> **YOUR TASK**
Pick the lines holding the string "Result" out of the records and copy them.

> **LISTED RECORDS**
● ● ●
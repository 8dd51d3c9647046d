//! Composable domain filters.
//!
//! Every node of a filter tree implements [`DomainFilter`]. Leaves decide
//! from their own list data; the structural nodes here wrap other filters:
//!
//! - [`NegatingFilter`] inverts its child's verdict
//! - [`CachingFilter`] memoizes its child's verdicts in a bounded cache
//! - [`OrFilter`] / [`AndFilter`] combine several children
//!
//! Trees are assembled once and never change afterwards, so evaluating them
//! from many threads needs no locking beyond the caches inside caching nodes.

mod caching;
mod combinator;
mod negating;

pub use caching::CachingFilter;
pub use combinator::{AndFilter, OrFilter};
pub use negating::NegatingFilter;

use std::fmt::Write;
use std::sync::Arc;

use crate::error::Result;
use crate::types::FilterDecision;

/// Shared handle to a node of a filter tree
pub type FilterRef<T> = Arc<dyn DomainFilter<T>>;

/// Lazy sequence over the entries a filter can match
pub type DomainIter<'a, T> = Box<dyn Iterator<Item = T> + 'a>;

/// Trait implemented by every filter tree node
pub trait DomainFilter<T>: Send + Sync {
    /// Classify a domain. The returned decision's domain equals the input.
    fn is_blocked(&self, domain: &T) -> FilterDecision<T>;

    /// Identifier of the blacklist a leaf represents
    fn list_id(&self) -> Option<i32>;

    /// Human readable description
    fn name(&self) -> String;

    /// Number of entries the filter matches against
    fn size(&self) -> usize;

    /// Enumerate the entries the filter matches against.
    ///
    /// Each call starts a fresh sequence. Filters that cannot enumerate
    /// their entries return [`FilterError::Unsupported`](crate::FilterError::Unsupported).
    fn domains(&self) -> Result<DomainIter<'_, T>>;

    /// Immediate children, in order. Empty for leaves.
    fn child_filters(&self) -> Vec<FilterRef<T>>;
}

/// Render a filter tree as an indented multi-line string, one node per line.
pub fn describe_tree<T>(root: &FilterRef<T>) -> String {
    let mut out = String::new();
    describe_node(root.as_ref(), 0, &mut out);
    out
}

fn describe_node<T>(filter: &dyn DomainFilter<T>, depth: usize, out: &mut String) {
    let _ = write!(out, "{:indent$}{}", "", filter.name(), indent = depth * 2);
    if let Some(id) = filter.list_id() {
        let _ = write!(out, " [list {}]", id);
    }
    let _ = writeln!(out, " ({} entries)", filter.size());

    for child in filter.child_filters() {
        describe_node(child.as_ref(), depth + 1, out);
    }
}
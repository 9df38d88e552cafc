//! # Registration Key
//!
//! Composite key of the Event↔Attendee association.

use crate::domain::value_objects::ids::{AttendeeId, EventId};
use serde::{Deserialize, Serialize};
use std::fmt;

/// The (event, attendee) pair identifying one registration.
///
/// A registration has no identity of its own; two keys with the same
/// event and attendee denote the same row.
///
/// # Examples
///
/// ```
/// use event_manager::domain::value_objects::{AttendeeId, EventId, RegistrationKey};
///
/// let key = RegistrationKey::new(EventId::new(1), AttendeeId::new(7));
/// assert_eq!(key.to_string(), "event 1 / attendee 7");
/// ```
#[derive(Debug, Clone, Copy, PartialEq, Eq, PartialOrd, Ord, Hash, Serialize, Deserialize)]
pub struct RegistrationKey {
    /// The event side of the pair.
    #[serde(rename = "eventID")]
    pub event_id: EventId,
    /// The attendee side of the pair.
    #[serde(rename = "attendeeID")]
    pub attendee_id: AttendeeId,
}

impl RegistrationKey {
    /// Creates a key from its two halves.
    #[must_use]
    pub const fn new(event_id: EventId, attendee_id: AttendeeId) -> Self {
        Self {
            event_id,
            attendee_id,
        }
    }
}

impl fmt::Display for RegistrationKey {
    fn fmt(&self, f: &mut fmt::Formatter<'_>) -> fmt::Result {
        write!(f, "event {} / attendee {}", self.event_id, self.attendee_id)
    }
}

#[cfg(test)]
#[allow(clippy::unwrap_used)]
mod tests {
    use super::*;

    #[test]
    fn deserializes_original_field_names() {
        let key: RegistrationKey =
            serde_json::from_str(r#"{"eventID": 1, "attendeeID": 7}"#).unwrap();
        assert_eq!(key, RegistrationKey::new(EventId::new(1), AttendeeId::new(7)));
    }

    #[test]
    fn equal_pairs_are_equal_keys() {
        let a = RegistrationKey::new(EventId::new(2), AttendeeId::new(3));
        let b = RegistrationKey::new(EventId::new(2), AttendeeId::new(3));
        let c = RegistrationKey::new(EventId::new(3), AttendeeId::new(2));
        assert_eq!(a, b);
        assert_ne!(a, c);
    }
}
● ● ●
> **SOLUTION FOR THIS TASK**
use crate::error::Result;
    fn domains(&self) -> Result<DomainIter<'_, T>>;
    fn fmt(&self, f: &mut fmt::Formatter<'_>) -> fmt::Result {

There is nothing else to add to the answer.